Stanwellia tuna
- Conservation status: Naturally Uncommon (NZ TCS)

Scientific classification
- Kingdom: Animalia
- Phylum: Arthropoda
- Subphylum: Chelicerata
- Class: Arachnida
- Order: Araneae
- Infraorder: Mygalomorphae
- Family: Pycnothelidae
- Genus: Stanwellia
- Species: S. tuna
- Binomial name: Stanwellia tuna (Forster, 1968)
- Synonyms: Aparua tuna

= Stanwellia tuna =

- Authority: (Forster, 1968)
- Conservation status: NU
- Synonyms: Aparua tuna

Species of spider

Stanwellia tuna is a species of mygalomorph spider endemic to New Zealand.

==Taxonomy==
This species was described as Aparua tuna in 1968 by Ray Forster from a single male specimen collected on Ruapuke Island.
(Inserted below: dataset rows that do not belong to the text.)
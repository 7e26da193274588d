// crates/core/src/downloader/cli.rs
//! Process-backed downloader: spawns an external downloader binary and turns
//! its JSON-lines stdout into progress updates.

use std::collections::VecDeque;
use std::ffi::OsString;
use std::path::PathBuf;
use std::process::{ExitStatus, Stdio};
use std::time::Duration;

use async_trait::async_trait;
use tokio::io::{AsyncBufRead, AsyncBufReadExt, AsyncRead, BufReader};
use tokio::process::Command;
use toon_dl_types::{JobRequest, ProgressFields};

use super::provider::{Downloader, ProgressReporter};
use super::types::DownloadError;

/// Number of trailing stderr lines kept for the failure message.
const STDERR_TAIL_LINES: usize = 20;

/// Timeout for the `--version` probe.
const HEALTH_CHECK_TIMEOUT: Duration = Duration::from_secs(5);

/// Downloader that runs an external program once per job.
///
/// Invocation: `{program} {extra_args..} <url> [--start N] [--end N] [--latest]
/// [--dest DIR] --images-format FMT [--separate]`.
///
/// Each stdout line holding a JSON object is one progress update; any other
/// line is logged and ignored. A non-zero exit fails the job with the tail of
/// stderr as the message. The child is killed if the job future is dropped.
pub struct CliDownloader {
    program: PathBuf,
    extra_args: Vec<String>,
    timeout_secs: Option<u64>,
}

impl CliDownloader {
    pub fn new(program: impl Into<PathBuf>) -> Self {
        Self {
            program: program.into(),
            extra_args: Vec::new(),
            timeout_secs: None,
        }
    }

    /// Arguments placed before the per-job arguments.
    pub fn with_args<I, S>(mut self, args: I) -> Self
    where
        I: IntoIterator<Item = S>,
        S: Into<String>,
    {
        self.extra_args = args.into_iter().map(Into::into).collect();
        self
    }

    /// Fail a job that runs longer than `secs`.
    pub fn with_timeout(mut self, secs: u64) -> Self {
        self.timeout_secs = Some(secs);
        self
    }

    /// Per-job arguments derived from the request.
    pub fn job_args(request: &JobRequest) -> Vec<OsString> {
        let mut args: Vec<OsString> = vec![request.url.clone().into()];
        if let Some(start) = request.start_chapter {
            args.push("--start".into());
            args.push(start.to_string().into());
        }
        if let Some(end) = request.end_chapter {
            args.push("--end".into());
            args.push(end.to_string().into());
        }
        if request.download_latest_chapter {
            args.push("--latest".into());
        }
        if let Some(dest) = &request.dest {
            args.push("--dest".into());
            args.push(dest.clone().into_os_string());
        }
        args.push("--images-format".into());
        args.push(request.images_format.as_str().into());
        if request.separate_chapters {
            args.push("--separate".into());
        }
        args
    }

    async fn run(
        &self,
        request: &JobRequest,
        progress: &dyn ProgressReporter,
    ) -> Result<(), DownloadError> {
        tracing::info!(
            program = %self.program.display(),
            url = %request.url,
            "downloader: spawning"
        );

        let mut child = Command::new(&self.program)
            .args(&self.extra_args)
            .args(Self::job_args(request))
            .stdin(Stdio::null())
            .stdout(Stdio::piped())
            .stderr(Stdio::piped())
            .kill_on_drop(true)
            .spawn()
            .map_err(|e| {
                tracing::error!(error = %e, program = %self.program.display(), "downloader: failed to spawn");
                DownloadError::SpawnFailed(e.to_string())
            })?;

        let stdout = child
            .stdout
            .take()
            .ok_or_else(|| DownloadError::SpawnFailed("failed to capture stdout".to_string()))?;
        let stderr = child
            .stderr
            .take()
            .ok_or_else(|| DownloadError::SpawnFailed("failed to capture stderr".to_string()))?;

        // Drain both pipes together so a chatty stderr can't stall stdout.
        let (forwarded, stderr_tail) =
            tokio::join!(forward_progress(stdout, progress), stderr_tail(stderr));
        forwarded?;

        let status = child.wait().await?;
        if status.success() {
            tracing::info!(url = %request.url, "downloader: finished");
            Ok(())
        } else {
            tracing::warn!(exit_code = ?status.code(), url = %request.url, "downloader: non-zero exit");
            Err(DownloadError::Failed(failure_message(status, &stderr_tail)))
        }
    }
}

#[async_trait]
impl Downloader for CliDownloader {
    async fn download(
        &self,
        request: &JobRequest,
        progress: &dyn ProgressReporter,
    ) -> Result<(), DownloadError> {
        match self.timeout_secs {
            Some(secs) => tokio::time::timeout(Duration::from_secs(secs), self.run(request, progress))
                .await
                .map_err(|_| {
                    tracing::error!(timeout_secs = secs, url = %request.url, "downloader: timed out");
                    DownloadError::Timeout(secs)
                })?,
            None => self.run(request, progress).await,
        }
    }

    async fn health_check(&self) -> Result<(), DownloadError> {
        let mut cmd = Command::new(&self.program);
        cmd.arg("--version").stdin(Stdio::null()).kill_on_drop(true);

        let output = tokio::time::timeout(HEALTH_CHECK_TIMEOUT, cmd.output())
            .await
            .map_err(|_| DownloadError::Timeout(HEALTH_CHECK_TIMEOUT.as_secs()))?
            .map_err(|e| {
                DownloadError::NotAvailable(format!("{} not found: {e}", self.program.display()))
            })?;

        if output.status.success() {
            Ok(())
        } else {
            Err(DownloadError::NotAvailable(format!(
                "{} --version failed",
                self.program.display()
            )))
        }
    }

    fn name(&self) -> &str {
        self.program
            .file_name()
            .and_then(|n| n.to_str())
            .unwrap_or("downloader")
    }
}

/// Parse one stdout line into progress fields, if it is a JSON object.
pub fn parse_progress_line(line: &str) -> Option<ProgressFields> {
    match serde_json::from_str::<serde_json::Value>(line.trim()) {
        Ok(serde_json::Value::Object(fields)) => Some(fields),
        _ => None,
    }
}

/// Read one `\n`-terminated line, decoding invalid UTF-8 lossily.
/// `Ok(None)` at EOF.
async fn next_line_lossy<R>(reader: &mut R, buf: &mut Vec<u8>) -> std::io::Result<Option<String>>
where
    R: AsyncBufRead + Unpin,
{
    buf.clear();
    if reader.read_until(b'\n', buf).await? == 0 {
        return Ok(None);
    }
    let line = String::from_utf8_lossy(&buf[..]);
    Ok(Some(line.trim_end_matches(['\n', '\r']).to_string()))
}

async fn forward_progress<R>(stdout: R, progress: &dyn ProgressReporter) -> Result<(), DownloadError>
where
    R: AsyncRead + Unpin,
{
    let mut reader = BufReader::new(stdout);
    let mut buf = Vec::new();
    while let Some(line) = next_line_lossy(&mut reader, &mut buf).await? {
        match parse_progress_line(&line) {
            Some(fields) => progress.report(fields).await,
            None if line.trim().is_empty() => {}
            None => tracing::debug!(line = %line, "downloader: non-progress output"),
        }
    }
    Ok(())
}

/// Drain stderr to EOF, keeping the last lines. The pipe stays open until the
/// child closes it so the child never writes into a closed pipe.
async fn stderr_tail<R>(stderr: R) -> Vec<String>
where
    R: AsyncRead + Unpin,
{
    let mut tail = VecDeque::with_capacity(STDERR_TAIL_LINES);
    let mut reader = BufReader::new(stderr);
    let mut buf = Vec::new();
    loop {
        match next_line_lossy(&mut reader, &mut buf).await {
            Ok(Some(line)) => {
                tracing::debug!(line = %line, "downloader: stderr");
                if tail.len() == STDERR_TAIL_LINES {
                    tail.pop_front();
                }
                tail.push_back(line);
            }
            Ok(None) => break,
            Err(e) => {
                tracing::debug!(error = %e, "downloader: stderr read failed");
                break;
            }
        }
    }
    tail.into()
}

fn failure_message(status: ExitStatus, stderr_tail: &[String]) -> String {
    let detail = stderr_tail
        .iter()
        .map(|l| l.trim())
        .filter(|l| !l.is_empty())
        .collect::<Vec<_>>()
        .join("\n");
    if detail.is_empty() {
        format!("downloader exited with {status}")
    } else {
        detail
    }
}
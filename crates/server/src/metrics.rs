//! Prometheus recorder for the server binary.
//!
//! Job and connection metrics are recorded by `toon-dl-server-jobs`; this
//! module only installs the global recorder and renders it for `/metrics`.

use metrics_exporter_prometheus::{PrometheusBuilder, PrometheusHandle};
use std::sync::OnceLock;

/// Global Prometheus handle for rendering metrics.
static PROMETHEUS_HANDLE: OnceLock<PrometheusHandle> = OnceLock::new();

/// Initialize the Prometheus metrics recorder.
///
/// Call once at startup, before any metrics are recorded.
/// Returns `true` if initialization succeeded, `false` if already initialized.
pub fn init_metrics() -> bool {
    if PROMETHEUS_HANDLE.get().is_some() {
        return false;
    }

    let recorder = PrometheusBuilder::new().build_recorder();
    let handle = recorder.handle();

    if metrics::set_global_recorder(recorder).is_err() {
        tracing::warn!("Failed to set global metrics recorder (already set)");
        return false;
    }

    if PROMETHEUS_HANDLE.set(handle).is_err() {
        tracing::warn!("Failed to store Prometheus handle (already set)");
    }

    toon_dl_server_jobs::metrics::describe_metrics();

    tracing::info!("Prometheus metrics initialized");
    true
}

/// Render current metrics in Prometheus text format.
///
/// Returns `None` if metrics are not initialized.
pub fn render_metrics() -> Option<String> {
    PROMETHEUS_HANDLE.get().map(|h| h.render())
}
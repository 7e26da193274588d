// crates/server/src/routes/status.rs
//! Service status: job counters and downloader availability.

use std::sync::Arc;

use axum::{extract::State, routing::get, Json, Router};
use serde::Serialize;

use crate::state::AppState;

const STATUS_MESSAGE: &str = "Welcome to toon-dl";

#[derive(Debug, Serialize)]
#[cfg_attr(test, derive(serde::Deserialize))]
pub struct DownloaderStatus {
    pub name: String,
    pub available: bool,
    #[serde(default, skip_serializing_if = "Option::is_none")]
    pub error: Option<String>,
}

#[derive(Debug, Serialize)]
#[cfg_attr(test, derive(serde::Deserialize))]
pub struct StatusResponse {
    pub status: String,
    pub message: String,
    pub version: String,
    /// Submitted, not yet started.
    pub pending_jobs: usize,
    pub running_jobs: u64,
    pub completed_jobs: u64,
    pub failed_jobs: u64,
    pub cancelled_jobs: u64,
    pub open_connections: usize,
    pub downloader: DownloaderStatus,
}

/// GET /status - Job counters and whether the downloader can be run.
///
/// Always 200: an unavailable downloader is reported, not treated as an error.
pub async fn get_status(State(state): State<Arc<AppState>>) -> Json<StatusResponse> {
    let downloader = &state.jobs.downloader;
    let health = downloader.health_check().await;
    if let Err(e) = &health {
        tracing::warn!(downloader = downloader.name(), error = %e, "downloader health check failed");
    }

    let counters = state.jobs.counters.snapshot();
    Json(StatusResponse {
        status: "ok".to_string(),
        message: STATUS_MESSAGE.to_string(),
        version: env!("CARGO_PKG_VERSION").to_string(),
        pending_jobs: state.jobs.registry.pending_count(),
        running_jobs: counters.running,
        completed_jobs: counters.completed,
        failed_jobs: counters.failed,
        cancelled_jobs: counters.cancelled,
        open_connections: state.open_connections(),
        downloader: DownloaderStatus {
            name: downloader.name().to_string(),
            available: health.is_ok(),
            error: health.err().map(|e| e.to_string()),
        },
    })
}

pub fn router() -> Router<Arc<AppState>> {
    Router::new().route("/status", get(get_status))
}
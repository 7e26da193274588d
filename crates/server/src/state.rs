// crates/server/src/state.rs
//! Application state for the Axum server.

use std::sync::atomic::{AtomicUsize, Ordering};
use std::sync::Arc;
use std::time::Instant;

use toon_dl_server_jobs::JobContext;

/// Outbound buffer per connection when none is configured.
pub const DEFAULT_OUTBOUND_BUFFER: usize = 256;

/// Shared application state accessible from all route handlers.
pub struct AppState {
    /// Server start time for uptime tracking.
    pub start_time: Instant,
    /// Registry, downloader and counters shared by every connection.
    pub jobs: JobContext,
    /// Outbound events buffered per WebSocket before job tasks wait.
    pub outbound_buffer: usize,
    open_connections: AtomicUsize,
}

impl AppState {
    pub fn new(jobs: JobContext) -> Arc<Self> {
        Self::with_outbound_buffer(jobs, DEFAULT_OUTBOUND_BUFFER)
    }

    pub fn with_outbound_buffer(jobs: JobContext, outbound_buffer: usize) -> Arc<Self> {
        Arc::new(Self {
            start_time: Instant::now(),
            jobs,
            outbound_buffer: outbound_buffer.max(1),
            open_connections: AtomicUsize::new(0),
        })
    }

    /// Get the server uptime in seconds.
    pub fn uptime_secs(&self) -> u64 {
        self.start_time.elapsed().as_secs()
    }

    pub fn open_connections(&self) -> usize {
        self.open_connections.load(Ordering::Relaxed)
    }

    /// Count a WebSocket as open until the returned guard is dropped.
    pub fn connection_opened(self: &Arc<Self>) -> ConnectionGuard {
        self.open_connections.fetch_add(1, Ordering::Relaxed);
        ConnectionGuard {
            state: Arc::clone(self),
        }
    }
}

/// Decrements the open connection count on drop.
pub struct ConnectionGuard {
    state: Arc<AppState>,
}

impl Drop for ConnectionGuard {
    fn drop(&mut self) {
        self.state.open_connections.fetch_sub(1, Ordering::Relaxed);
    }
}
// crates/server-jobs/src/lib.rs
//! Job registry and progress streaming.
//!
//! Provides:
//! - `JobRegistry`: pending jobs, handed off exactly once
//! - `ExecutionBridge`: runs one job and streams its events
//! - `ChannelSession`: one connection's control loop state
//! - `EventSink`: the outbound side shared by a connection's jobs

pub mod bridge;
pub mod counters;
pub mod error;
pub mod metrics;
pub mod registry;
pub mod session;
pub mod sink;
#[cfg(any(test, feature = "test-util"))]
pub mod testing;

use std::sync::Arc;

use toon_dl_core::Downloader;

pub use bridge::{ExecutionBridge, JobOutcome};
pub use counters::{CountersSnapshot, JobCounters};
pub use error::{JobError, SessionError};
pub use registry::JobRegistry;
pub use session::ChannelSession;
pub use sink::{EventSink, SharedSink, SinkClosed};

/// Everything a session needs to start jobs. Cheap to clone; the registry and
/// counters are shared, not copied.
#[derive(Clone)]
pub struct JobContext {
    pub registry: Arc<JobRegistry>,
    pub downloader: Arc<dyn Downloader>,
    pub counters: Arc<JobCounters>,
    /// Cancel a connection's running jobs when it closes.
    pub cancel_on_disconnect: bool,
}

impl JobContext {
    /// Fresh registry and counters around `downloader`.
    pub fn new(downloader: Arc<dyn Downloader>) -> Self {
        Self {
            registry: Arc::new(JobRegistry::new()),
            downloader,
            counters: Arc::new(JobCounters::new()),
            cancel_on_disconnect: false,
        }
    }

    pub fn with_cancel_on_disconnect(mut self, cancel: bool) -> Self {
        self.cancel_on_disconnect = cancel;
        self
    }
}
// crates/types/src/event.rs
//! Progress events streamed back to clients.

use serde::ser::SerializeMap;
use serde::{Serialize, Serializer};

use crate::job::JobId;

/// Downloader-supplied progress fields (chapter counters, fractions, ...).
pub type ProgressFields = serde_json::Map<String, serde_json::Value>;

/// Keys owned by the envelope. Downloader fields with these names are dropped
/// so they can never spoof another job's id or fake a terminal status.
const RESERVED_KEYS: [&str; 3] = ["download_id", "status", "error"];

/// What a single event says about its job.
#[derive(Debug, Clone, PartialEq)]
pub enum EventKind {
    Progress(ProgressFields),
    Completed,
    Error(String),
}

/// One update in a job's event stream.
///
/// Serializes flat:
/// - `{"download_id", "status":"progress", ...fields}`
/// - `{"download_id", "status":"completed"}`
/// - `{"download_id", "status":"error", "error": msg}`
#[derive(Debug, Clone, PartialEq)]
pub struct ProgressEvent {
    pub download_id: JobId,
    pub kind: EventKind,
}

impl ProgressEvent {
    pub fn progress(download_id: JobId, fields: ProgressFields) -> Self {
        Self {
            download_id,
            kind: EventKind::Progress(fields),
        }
    }

    pub fn completed(download_id: JobId) -> Self {
        Self {
            download_id,
            kind: EventKind::Completed,
        }
    }

    pub fn error(download_id: JobId, message: impl Into<String>) -> Self {
        Self {
            download_id,
            kind: EventKind::Error(message.into()),
        }
    }

    /// Status tag as it appears on the wire.
    pub fn status(&self) -> &'static str {
        match self.kind {
            EventKind::Progress(_) => "progress",
            EventKind::Completed => "completed",
            EventKind::Error(_) => "error",
        }
    }

    /// `completed` and `error` end a job's stream.
    pub fn is_terminal(&self) -> bool {
        !matches!(self.kind, EventKind::Progress(_))
    }
}

impl Serialize for ProgressEvent {
    fn serialize<S: Serializer>(&self, serializer: S) -> Result<S::Ok, S::Error> {
        let mut map = serializer.serialize_map(None)?;
        map.serialize_entry("download_id", &self.download_id)?;
        map.serialize_entry("status", self.status())?;
        match &self.kind {
            EventKind::Progress(fields) => {
                for (key, value) in fields {
                    if !RESERVED_KEYS.contains(&key.as_str()) {
                        map.serialize_entry(key, value)?;
                    }
                }
            }
            EventKind::Completed => {}
            EventKind::Error(message) => map.serialize_entry("error", message)?,
        }
        map.end()
    }
}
It was transferred into the Stanwellia genus in 1983. The holotype is stored at Otago Museum.

==Description==
The male is recorded at 9.5mm in length. The carapace is yellow, but darker around the eyes. The legs are orange brown. The abdomen is cream with a chevron pattern dorsally.

==Distribution==
This species is only known from Ruapuke Island, New Zealand.

==Conservation status==
Under the New Zealand Threat Classification System, this species is listed as "Naturally Uncommon" with the qualifiers of "Island Endemic" and "One Location".